Sin embargo, y regresando a la pandemia, el criterio decisivo para valorar la actuación de las autoridades, más allá de que ellos se vacunen prematuramente o no, será el resultado en términos de salud pública. El primer año los esfuerzos se centraron en la tarea de acotar la epidemia y evitar la saturación del sistema de salud. El segundo año estará marcado por el enorme reto de inmunizar a la población en el menor tiempo posible, una carrera en la que están inmersos todos los países y sobre cuyo resultado sus líderes serán juzgados.

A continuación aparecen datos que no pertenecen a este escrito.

//! Simple interactive CLI mode
//!
//! Text-based play without the TUI.

use crate::core::{GuessResult, GuessSession, Outcome};
use crate::output::{print_loss, print_round, print_win};
use crate::wordlists::WordSource;
use anyhow::Result;
use rand::Rng;
use std::io::{self, BufRead, Write};

/// Run the simple interactive CLI mode
///
/// Guesses are read from `input`, which is stdin in production and a buffer
/// in tests. The loop runs until the player quits or input ends.
///
/// # Errors
///
/// Returns an error if reading a guess or flushing the prompt fails.
pub fn run_simple<R, I>(source: &WordSource, rng: &mut R, input: &mut I) -> Result<()>
where
    R: Rng + ?Sized,
    I: BufRead,
{
    println!("\n╔══════════════════════════════════════════════════════════════╗");
    println!("║                  Word Guess - Simple Mode                    ║");
    println!("╚══════════════════════════════════════════════════════════════╝\n");

    println!("Guess the secret word one letter at a time.");
    println!("A wrong letter costs one attempt; run out and the round is lost.\n");
    println!("Commands: 'quit' to exit, 'new' to draw a different word\n");

    let mut session = GuessSession::new(source.pick_random(rng))?;
    print_round(&session.display_state());

    loop {
        let Some(line) = prompt(input, "Guess a letter")? else {
            // End of input counts as quitting
            println!();
            return Ok(());
        };

        match line.to_lowercase().as_str() {
            "quit" | "exit" => {
                println!("\n👋 Thanks for playing!\n");
                return Ok(());
            }
            "new" => {
                session.start_round(source.pick_random(rng))?;
                println!("\n🔄 New round started!");
                print_round(&session.display_state());
                continue;
            }
            _ => {}
        }

        match session.submit_guess(&line) {
            GuessResult::Accepted(state) => match state.outcome {
                Outcome::InProgress => print_round(&state),
                Outcome::Won | Outcome::Lost => {
                    if state.outcome == Outcome::Won {
                        print_win(&state);
                    } else {
                        print_loss(&state);
                    }

                    if !play_again(input)? {
                        println!("\n👋 Thanks for playing!\n");
                        return Ok(());
                    }

                    session.start_round(source.pick_random(rng))?;
                    println!("\n🔄 New round started!");
                    print_round(&session.display_state());
                }
            },
            GuessResult::Rejected(reason) => println!("❌ {reason}"),
        }
    }
}

/// Prompt for one line of input, `None` once input is exhausted
fn prompt<I: BufRead>(input: &mut I, text: &str) -> io::Result<Option<String>> {
    print!("{text}: ");
    io::stdout().flush()?;

    let mut line = String::new();
    if input.read_line(&mut line)? == 0 {
        return Ok(None);
    }
    Ok(Some(line.trim().to_string()))
}

fn play_again<I: BufRead>(input: &mut I) -> io::Result<bool> {
    match prompt(input, "Play again? (yes/no)")? {
        Some(answer) => Ok(matches!(answer.to_lowercase().as_str(), "yes" | "y")),
        None => Ok(false),
    }
}

#[cfg(test)]
mod tests {
    use super::*;
    use rand::SeedableRng;
    use rand::rngs::StdRng;
    use std::io::Cursor;

    fn single_word_source(word: &str) -> WordSource {
        WordSource::load([word])
    }

    fn run(word: &str, transcript: &str) -> Result<()> {
        let source = single_word_source(word);
        let mut rng = StdRng::seed_from_u64(0);
        let mut input = Cursor::new(transcript.to_string());
        run_simple(&source, &mut rng, &mut input)
    }

    #[test]
    fn quit_command_ends_the_loop() {
        assert!(run("cat", "quit\n").is_ok());
        assert!(run("cat", "EXIT\n").is_ok());
    }

    #[test]
    fn end_of_input_ends_the_loop() {
        assert!(run("cat", "").is_ok());
        assert!(run("cat", "c\na\n").is_ok());
    }

    #[test]
    fn winning_then_declining_replay_exits() {
        assert!(run("cat", "c\na\nt\nno\n").is_ok());
    }

    #[test]
    fn losing_then_replaying_starts_a_fresh_round() {
        // Three misses lose the round, then the same word is drawn again
        assert!(run("cat", "x\ny\nz\nyes\nc\na\nt\nno\n").is_ok());
    }

    #[test]
    fn rejected_guesses_keep_the_loop_alive() {
        assert!(run("cat", "12\n?\n\nquit\n").is_ok());
    }

    #[test]
    fn new_command_redraws_mid_round() {
        assert!(run("cat", "x\nnew\nc\na\nt\nn\n").is_ok());
    }

    #[test]
    fn single_letter_n_is_a_guess_not_a_command() {
        // The secret contains N, so guessing it must not restart the round
        let source = single_word_source("unity");
        let mut rng = StdRng::seed_from_u64(0);
        let mut input = Cursor::new("n\nu\ni\nt\ny\nno\n".to_string());
        assert!(run_simple(&source, &mut rng, &mut input).is_ok());
    }
}
//! Word Guess - CLI
//!
//! Single-round word-guessing game with TUI and plain CLI modes.

use anyhow::Result;
use clap::{Parser, Subcommand};
use rand::SeedableRng;
use rand::rngs::StdRng;
use std::io;
use word_guess::{
    commands::run_simple,
    interactive::{App, run_tui},
    wordlists::{WORDS, WordSource, loader},
};

#[derive(Parser)]
#[command(
    name = "word_guess",
    about = "Guess the secret word one letter at a time before your attempts run out",
    version,
    author
)]
struct Cli {
    #[command(subcommand)]
    command: Option<Commands>,

    /// Wordlist: 'embedded' (default) or path to a file with one word per line
    #[arg(short = 'w', long, global = true, default_value = "embedded")]
    wordlist: String,

    /// Seed for the word picker, for reproducible rounds
    #[arg(short, long, global = true)]
    seed: Option<u64>,
}

#[derive(Subcommand)]
enum Commands {
    /// Interactive TUI mode (default)
    Play,

    /// Simple CLI mode (plain text, no TUI)
    Simple,
}

/// Load the word source based on the -w flag
///
/// A word list that cannot be read is reported and replaced by the built-in
/// fallback words, so the game always starts.
fn load_word_source(wordlist_mode: &str) -> WordSource {
    let source = match wordlist_mode {
        "embedded" => loader::source_from_slice(WORDS),
        path => match loader::load_from_file(path) {
            Ok(source) => source,
            Err(err) => {
                log::error!("Failed to read word list from {path}: {err}");
                WordSource::fallback()
            }
        },
    };

    log::debug!(
        "Word source ready with {} candidates ({wordlist_mode})",
        source.len()
    );
    source
}

fn make_rng(seed: Option<u64>) -> StdRng {
    match seed {
        Some(seed) => StdRng::seed_from_u64(seed),
        None => StdRng::from_os_rng(),
    }
}

fn main() -> Result<()> {
    env_logger::init();

    let cli = Cli::parse();

    let source = load_word_source(&cli.wordlist);
    let rng = make_rng(cli.seed);

    // Default to Play mode if no command given
    let command = cli.command.unwrap_or(Commands::Play);

    match command {
        Commands::Play => run_play_command(&source, rng),
        Commands::Simple => run_simple_command(&source, rng),
    }
}

fn run_play_command(source: &WordSource, rng: StdRng) -> Result<()> {
    let app = App::new(source, rng)?;
    run_tui(app)
}

fn run_simple_command(source: &WordSource, mut rng: StdRng) -> Result<()> {
    let stdin = io::stdin();
    let mut input = stdin.lock();
    run_simple(source, &mut rng, &mut input)
}
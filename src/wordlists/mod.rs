//! Word lists for the guessing game
//!
//! Provides the embedded default word list compiled into the binary plus
//! the [`WordSource`] pool that rounds draw their secret words from.

mod embedded;
pub mod loader;
mod source;

pub use embedded::{WORDS, WORDS_COUNT};
pub use source::{FALLBACK_WORDS, WordSource};
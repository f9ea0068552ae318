//! Interactive TUI mode
//!
//! Terminal user interface built on ratatui and crossterm.

pub mod app;
pub mod rendering;

pub use app::{App, run_tui};
//! Embedded word list
//!
//! The default candidate words compiled into the binary at build time.

// Include generated word list from build script
include!(concat!(env!("OUT_DIR"), "/words.rs"));
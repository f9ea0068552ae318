//! Guessed-letter tracking
//!
//! A round's guesses form a set over the alphabet `A-Z`. Membership lives in
//! a 26-bit mask; the order letters were submitted in is kept separately for
//! display.

/// Set of letters submitted during a round
///
/// Grows monotonically while a round is in progress and is cleared only when
/// a new round starts.
#[derive(Debug, Clone, Default, PartialEq, Eq)]
pub struct GuessedLetters {
    mask: u32,
    order: Vec<char>,
}

impl GuessedLetters {
    /// Create an empty set
    #[must_use]
    pub fn new() -> Self {
        Self::default()
    }

    /// Mask bit for an uppercase ASCII letter, `None` for anything else
    fn bit(letter: char) -> Option<u32> {
        letter
            .is_ascii_uppercase()
            .then(|| 1 << (letter as u32 - 'A' as u32))
    }

    /// Check whether a letter has been guessed
    ///
    /// Characters outside `A-Z` are never members.
    #[inline]
    #[must_use]
    pub fn contains(&self, letter: char) -> bool {
        Self::bit(letter).is_some_and(|bit| self.mask & bit != 0)
    }

    /// Record a letter
    ///
    /// Returns `false`, changing nothing, when the letter is already present
    /// or is not in `A-Z`.
    pub fn insert(&mut self, letter: char) -> bool {
        let Some(bit) = Self::bit(letter) else {
            return false;
        };
        if self.mask & bit != 0 {
            return false;
        }
        self.mask |= bit;
        self.order.push(letter);
        true
    }

    /// Guessed letters in the order they were submitted
    #[inline]
    #[must_use]
    pub fn as_slice(&self) -> &[char] {
        &self.order
    }

    /// Number of distinct letters guessed so far
    #[inline]
    #[must_use]
    pub fn len(&self) -> usize {
        self.order.len()
    }

    #[inline]
    #[must_use]
    pub fn is_empty(&self) -> bool {
        self.order.is_empty()
    }

    /// Forget every guess (round start)
    pub fn clear(&mut self) {
        self.mask = 0;
        self.order.clear();
    }
}

#[cfg(test)]
mod tests {
    use super::*;

    #[test]
    fn new_set_is_empty() {
        let guessed = GuessedLetters::new();
        assert!(guessed.is_empty());
        assert_eq!(guessed.len(), 0);
        assert_eq!(guessed.as_slice(), &[] as &[char]);
    }

    #[test]
    fn insert_records_membership() {
        let mut guessed = GuessedLetters::new();
        assert!(guessed.insert('A'));
        assert!(guessed.insert('Z'));

        assert!(guessed.contains('A'));
        assert!(guessed.contains('Z'));
        assert!(!guessed.contains('B'));
        assert_eq!(guessed.len(), 2);
    }

    #[test]
    fn insert_rejects_duplicates() {
        let mut guessed = GuessedLetters::new();
        assert!(guessed.insert('Q'));
        assert!(!guessed.insert('Q'));
        assert_eq!(guessed.len(), 1);
    }

    #[test]
    fn insert_rejects_non_letters() {
        let mut guessed = GuessedLetters::new();
        assert!(!guessed.insert('1'));
        assert!(!guessed.insert('-'));
        assert!(!guessed.insert(' '));
        assert!(guessed.is_empty());
    }

    #[test]
    fn lowercase_is_not_a_member() {
        // Callers normalize before inserting; the set itself is uppercase only
        let mut guessed = GuessedLetters::new();
        assert!(!guessed.insert('a'));
        guessed.insert('A');
        assert!(!guessed.contains('a'));
        assert!(guessed.contains('A'));
    }

    #[test]
    fn order_matches_submission() {
        let mut guessed = GuessedLetters::new();
        for letter in ['T', 'A', 'C'] {
            guessed.insert(letter);
        }
        assert_eq!(guessed.as_slice(), &['T', 'A', 'C']);
    }

    #[test]
    fn clear_resets_everything() {
        let mut guessed = GuessedLetters::new();
        guessed.insert('A');
        guessed.insert('B');

        guessed.clear();

        assert!(guessed.is_empty());
        assert!(!guessed.contains('A'));
        // Membership works again after clearing
        assert!(guessed.insert('A'));
    }

    #[test]
    fn covers_the_whole_alphabet() {
        let mut guessed = GuessedLetters::new();
        for letter in 'A'..='Z' {
            assert!(guessed.insert(letter));
        }
        assert_eq!(guessed.len(), 26);
        for letter in 'A'..='Z' {
            assert!(guessed.contains(letter));
        }
    }
}
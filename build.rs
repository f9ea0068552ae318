//! Build script to generate the embedded default word list
//!
//! Reads the word list file and generates Rust source code with a const array.

use std::env;
use std::fs;
use std::io::Write;
use std::path::Path;

fn main() {
    let out_dir = env::var("OUT_DIR").unwrap();

    generate_word_list(
        "data/words.txt",
        &Path::new(&out_dir).join("words.rs"),
        "WORDS",
        "Default candidate words bundled with the game",
    );

    // Rebuild if the word list changes
    println!("cargo:rerun-if-changed=data/words.txt");
}

fn generate_word_list(input_path: &str, output_path: &Path, const_name: &str, doc_comment: &str) {
    let content = fs::read_to_string(input_path)
        .unwrap_or_else(|e| panic!("Failed to read {input_path}: {e}"));

    let words: Vec<&str> = content
        .lines()
        .map(str::trim)
        .filter(|line| !line.is_empty())
        .collect();
    let count = words.len();

    let mut output = fs::File::create(output_path)
        .unwrap_or_else(|e| panic!("Failed to create {}: {e}", output_path.display()));

    writeln!(output, "// Generated word list").unwrap();
    writeln!(output, "//").unwrap();
    writeln!(output, "// {doc_comment}").unwrap();
    writeln!(output).unwrap();
    writeln!(output, "/// {doc_comment}").unwrap();
    writeln!(output, "pub const {const_name}: &[&str] = &[").unwrap();

    for word in words {
        writeln!(output, "    \"{word}\",").unwrap();
    }

    writeln!(output, "];").unwrap();
    writeln!(output).unwrap();
    writeln!(output, "/// Number of words in {const_name}").unwrap();
    writeln!(output, "pub const {const_name}_COUNT: usize = {count};").unwrap();
}
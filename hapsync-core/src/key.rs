//! Identity keys - Content-based identity for rules
//!
//! The remote API does not keep positional indices stable, so rules are
//! matched by a key built from the fields that distinguish them. Position
//! never takes part in the key.
//!
//! Two desired rules with identical key fields collapse to one key. That
//! ambiguity is kept as-is and surfaced through [`find_collisions`].

use std::collections::BTreeMap;
use std::fmt;

use crate::rule::Rule;
use crate::schema::CollectionSchema;

/// Separator between key segments
pub const KEY_DELIMITER: char = '|';

/// Identity key of a rule within its collection
#[derive(Debug, Clone, PartialEq, Eq, Hash, PartialOrd, Ord)]
pub struct IdentityKey(String);

impl IdentityKey {
    pub fn as_str(&self) -> &str {
        &self.0
    }
}

impl fmt::Display for IdentityKey {
    fn fmt(&self, f: &mut fmt::Formatter<'_>) -> fmt::Result {
        f.write_str(&self.0)
    }
}

/// Derive the identity key of a rule
///
/// Segments follow the schema's key field order as `name=value`; an absent
/// field still contributes `name=` so segment positions never shift.
pub fn derive_key(schema: &CollectionSchema, rule: &Rule) -> IdentityKey {
    let segments: Vec<String> = schema
        .key_fields
        .iter()
        .map(|field| {
            let value = rule.get(field).map(|v| v.render()).unwrap_or_default();
            format!("{}={}", field, value)
        })
        .collect();

    IdentityKey(segments.join(&KEY_DELIMITER.to_string()))
}

/// Two or more desired rules sharing one identity key
#[derive(Debug, Clone, PartialEq, Eq)]
pub struct IdentityCollision {
    pub key: IdentityKey,
    /// Positions of the colliding rules, ascending
    pub positions: Vec<usize>,
}

impl fmt::Display for IdentityCollision {
    fn fmt(&self, f: &mut fmt::Formatter<'_>) -> fmt::Result {
        let positions: Vec<String> = self.positions.iter().map(|p| p.to_string()).collect();
        write!(
            f,
            "rules at positions {} share identity key '{}'",
            positions.join(", "),
            self.key
        )
    }
}

/// Report every key shared by more than one rule
pub fn find_collisions(schema: &CollectionSchema, rules: &[Rule]) -> Vec<IdentityCollision> {
    let mut by_key: BTreeMap<IdentityKey, Vec<usize>> = BTreeMap::new();
    for (position, rule) in rules.iter().enumerate() {
        by_key
            .entry(derive_key(schema, rule))
            .or_default()
            .push(position);
    }

    let mut collisions: Vec<IdentityCollision> = by_key
        .into_iter()
        .filter(|(_, positions)| positions.len() > 1)
        .map(|(key, positions)| IdentityCollision { key, positions })
        .collect();
    collisions.sort_by_key(|c| c.positions[0]);
    collisions
}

Difícilmente podemos hacer un balance favorable de la primera etapa; más allá de que hay un sesgo político en la crítica que intenta sacar partido y responsabilizar al gobierno de todos los males, y allí están las cifras igualmente onerosas en países con infraestructura y recursos mayores que el nuestro, lo cierto es que 130 mil muertos son demasiados, y hay contradicciones e inconsistencias a lo largo de 2020 en el desempeño de las autoridades de salud.
Ahora arranca una segunda etapa que será decisiva. De la eficacia y rapidez de la campaña de vacunación dependerá el número final de muertos y, sin duda, eso es lo más importante. Pero también es cierto que el gobierno se está jugando el resto. La epidemia y la crisis económica han lastrado las posibilidades de ofrecer resultados contundentes del combate a la pobreza o la disminución de la desigualdad, como se había propuesto el gobierno. Pero en ese sentido ningún país se salva. López Obrador tiene claro que entre más se extiendan las restricciones a la circulación y se demore la apertura plena de la actividad económica, menos posibilidades tienen sus reformas para hacer un cambio sustantivo en la realidad del país.
La apuesta del gobierno para enfrentar este reto es arriesgada. Ha optado por una estructura paralela conformada por 10 mil brigadas. Cada una estará integrada por 12 personas: cuatro promotores sociales que laboran en programas sociales, dos del sector salud, cuatro elementos de las fuerzas armadas y dos voluntarios. Esto significa movilizar a 120 mil personas durante varios meses, bajo una estructura heterogénea e inusual comparada a la estrategia de la mayoría de los países, que recurrirán a los canales fortalecidos del sistema de salud vigente. Una tarea logística ambiciosa en la que nuestro gobierno se tiene confianza y apuesta su capital político.
Se le ha criticado porque se asume que es una estructura que tiene fines clientelares, lo cual AMLO rechaza: está convencido que es la vía más eficaz para inmunizar a la población. Esperemos que no se equivoque, por el bien de todos.